● **Directions**: Up to and including the line that contains "pub struct SyncWorker", return every line from the start of the data, unchanged.

● **Exercise input**:
((

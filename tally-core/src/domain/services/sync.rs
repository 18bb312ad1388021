use std::sync::Arc;
use std::time::Duration;

use tokio::task::JoinHandle;
use tokio::time::MissedTickBehavior;

use crate::config::SyncSettings;
use crate::domain::ports::inbound::TimerService;

use super::SyncAction;

/// Background loop that reconciles on a fixed period.
///
/// The first pass runs immediately. Dropping the worker stops the loop.
pub struct SyncWorker {
    service: Arc<dyn TimerService>,
    period: Duration,
    handle: Option<JoinHandle<()>>,
}

impl SyncWorker {
    pub fn new(service: Arc<dyn TimerService>, settings: &SyncSettings) -> Self {
        Self {
            service,
            period: settings.poll_interval(),
            handle: None,
        }
    }

    /// Start polling, replacing any loop this worker already runs.
    pub fn spawn(&mut self) {
        self.stop();

        let service = self.service.clone();
        let period = self.period;
        tracing::info!("Timer sync started (every {}s)", period.as_secs());

        self.handle = Some(tokio::spawn(async move {
            let mut interval = tokio::time::interval(period);
            interval.set_missed_tick_behavior(MissedTickBehavior::Delay);

            loop {
                interval.tick().await;
                let outcome = service.reconcile().await;
                match outcome.action() {
                    SyncAction::None => tracing::trace!("Timer in sync"),
                    SyncAction::Error => tracing::debug!("Sync pass failed: {:?}", outcome),
                    action => tracing::info!("Sync pass: {}", action.as_str()),
                }
            }
        }));
    }

    pub fn stop(&mut self) {
        if let Some(handle) = self.handle.take() {
            handle.abort();
            tracing::info!("Timer sync stopped");
        }
    }

    pub fn is_running(&self) -> bool {
        self.handle.as_ref().is_some_and(|h| !h.is_finished())
    }
}

impl Drop for SyncWorker {
    fn drop(&mut self) {
        self.stop();
    }
}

))

● **Completed task**:
filename tally-core/src/domain/services/sync.rs
repository 18bb312ad1388021
use std::sync::Arc;
use std::time::Duration;

use tokio::task::JoinHandle;
use tokio::time::MissedTickBehavior;

use crate::config::SyncSettings;
use crate::domain::ports::inbound::TimerService;

use super::SyncAction;

/// Background loop that reconciles on a fixed period.
///
/// The first pass runs immediately. Dropping the worker stops the loop.
pub struct SyncWorker {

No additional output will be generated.